### Data provided
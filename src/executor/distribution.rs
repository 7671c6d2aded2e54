//! Distribution executor (spec §4.7).
//!
//! Sends one native or ERC-20 transfer per recipient from a single signer.
//! Grounded on original_source's `DistributionExecutor`: per-recipient
//! nonce reserve, build, sign, send, ticket finalize, progress flush every
//! ten items, and a fixed inter-transaction delay to avoid flooding the
//! sequencer/mempool.

use async_trait::async_trait;
use ethers::types::{Address, U256};
use serde::{Deserialize, Serialize};
use tracing::{info, warn};

use crate::error::EngineError;
use crate::keystore::KeyHandle;
use crate::store::{JobPatch, NewTxRecord};

use super::{submit_with_nonce_retry, ExecutionContext, Executor, FailureStreak};

const PROGRESS_FLUSH_EVERY: u64 = 10;

#[derive(Debug, Clone, Serialize, Deserialize)]
pub struct DistributionConfig {
    pub signer_handle: String,
    /// `None` sends the native asset; `Some` sends an ERC-20.
    pub token: Option<Address>,
    pub recipients: Vec<Address>,
    pub amount_wei: U256,
    pub gas_price_wei: Option<U256>,
    pub inter_tx_delay_ms: u64,
}

pub struct DistributionExecutor {
    pub config: DistributionConfig,
}

#[async_trait]
impl Executor for DistributionExecutor {
    async fn run(&self, ctx: &ExecutionContext) -> Result<(), EngineError> {
        let cfg = &self.config;
        let handle = KeyHandle::new(cfg.signer_handle.clone());
        let signer = ctx.deps.keystore.address(&handle)?;
        let mut streak = FailureStreak::new(ctx.deps.consecutive_failure_threshold);

        for (i, recipient) in cfg.recipients.iter().enumerate() {
            if !ctx.control.wait_if_paused().await {
                info!("job #{} cancelled during distribution", ctx.job_id);
                break;
            }

            let result = submit_with_nonce_retry(ctx, &handle, || async {
                if let Some(token) = cfg.token {
                    ctx.deps
                        .builder
                        .build_token_transfer(signer, token, *recipient, cfg.amount_wei, cfg.gas_price_wei)
                        .await
                } else {
                    ctx.deps
                        .builder
                        .build_native_transfer(signer, *recipient, cfg.amount_wei, cfg.gas_price_wei)
                        .await
                }
            })
            .await;

            match result {
                Ok((hash, ticket)) => {
                    let _ = ctx
                        .deps
                        .store
                        .append_tx(NewTxRecord {
                            job_id: ctx.job_id,
                            kind: if cfg.token.is_some() { "erc20_transfer" } else { "native_transfer" }.into(),
                            token_addr: cfg.token,
                            from: signer,
                            to: *recipient,
                            amount_wei: cfg.amount_wei,
                            gas_price_wei: cfg.gas_price_wei.unwrap_or_default(),
                            tx_hash: hash,
                        })
                        .await;

                    let _ = ctx.deps.watcher.watch(hash, ticket);
                    ctx.control.record_success();
                    streak.record_success();
                }
                Err(e) => {
                    warn!("distribution item failed for {:?}: {}", recipient, e);
                    ctx.control.record_failure();
                    streak.record_failure()?;
                }
            }

            if (i as u64 + 1) % PROGRESS_FLUSH_EVERY == 0 {
                let (done, failed, _) = ctx.control.snapshot();
                let _ = ctx
                    .deps
                    .store
                    .update_job(ctx.job_id, JobPatch { done: Some(done), failed: Some(failed), ..Default::default() })
                    .await;
            }

            if cfg.inter_tx_delay_ms > 0 {
                tokio::time::sleep(std::time::Duration::from_millis(cfg.inter_tx_delay_ms)).await;
            }
        }

        Ok(())
    }
}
######
Exercise description:
Every line of the data above is to be repeated exactly.

Response below:
filename src/executor/distribution.rs
repository 7671c6d2aded2e54
//! Distribution executor (spec §4.7).
//!
//! Sends one native or ERC-20 transfer per recipient from a single signer.
//! Grounded on original_source's `DistributionExecutor`: per-recipient
//! nonce reserve, build, sign, send, ticket finalize, progress flush every
//! ten items, and a fixed inter-transaction delay to avoid flooding the
//! sequencer/mempool.

use async_trait::async_trait;
use ethers::types::{Address, U256};
use serde::{Deserialize, Serialize};
use tracing::{info, warn};

use crate::error::EngineError;
use crate::keystore::KeyHandle;
use crate::store::{JobPatch, NewTxRecord};

use super::{submit_with_nonce_retry, ExecutionContext, Executor, FailureStreak};

const PROGRESS_FLUSH_EVERY: u64 = 10;

#[derive(Debug, Clone, Serialize, Deserialize)]
pub struct DistributionConfig {
    pub signer_handle: String,
    /// `None` sends the native asset; `Some` sends an ERC-20.
    pub token: Option<Address>,
    pub recipients: Vec<Address>,
    pub amount_wei: U256,
    pub gas_price_wei: Option<U256>,
    pub inter_tx_delay_ms: u64,
}

pub struct DistributionExecutor {
    pub config: DistributionConfig,
}

#[async_trait]
impl Executor for DistributionExecutor {
    async fn run(&self, ctx: &ExecutionContext) -> Result<(), EngineError> {
        let cfg = &self.config;
        let handle = KeyHandle::new(cfg.signer_handle.clone());
        let signer = ctx.deps.keystore.address(&handle)?;
        let mut streak = FailureStreak::new(ctx.deps.consecutive_failure_threshold);

        for (i, recipient) in cfg.recipients.iter().enumerate() {
            if !ctx.control.wait_if_paused().await {
                info!("job #{} cancelled during distribution", ctx.job_id);
                break;
            }

            let result = submit_with_nonce_retry(ctx, &handle, || async {
                if let Some(token) = cfg.token {
                    ctx.deps
                        .builder
                        .build_token_transfer(signer, token, *recipient, cfg.amount_wei, cfg.gas_price_wei)
                        .await
                } else {
                    ctx.deps
                        .builder
                        .build_native_transfer(signer, *recipient, cfg.amount_wei, cfg.gas_price_wei)
                        .await
                }
            })
            .await;

            match result {
                Ok((hash, ticket)) => {
                    let _ = ctx
                        .deps
                        .store
                        .append_tx(NewTxRecord {
                            job_id: ctx.job_id,
                            kind: if cfg.token.is_some() { "erc20_transfer" } else { "native_transfer" }.into(),
                            token_addr: cfg.token,
                            from: signer,
                            to: *recipient,
                            amount_wei: cfg.amount_wei,
                            gas_price_wei: cfg.gas_price_wei.unwrap_or_default(),
                            tx_hash: hash,
                        })
                        .await;

                    let _ = ctx.deps.watcher.watch(hash, ticket);
                    ctx.control.record_success();
                    streak.record_success();
                }
                Err(e) => {
                    warn!("distribution item failed for {:?}: {}", recipient, e);
                    ctx.control.record_failure();
                    streak.record_failure()?;
                }
            }

            if (i as u64 + 1) % PROGRESS_FLUSH_EVERY == 0 {
                let (done, failed, _) = ctx.control.snapshot();
                let _ = ctx
                    .deps
                    .store
                    .update_job(ctx.job_id, JobPatch { done: Some(done), failed: Some(failed), ..Default::default() })
                    .await;
            }

            if cfg.inter_tx_delay_ms > 0 {
                tokio::time::sleep(std::time::Duration::from_millis(cfg.inter_tx_delay_ms)).await;
            }
        }

        Ok(())
    }
}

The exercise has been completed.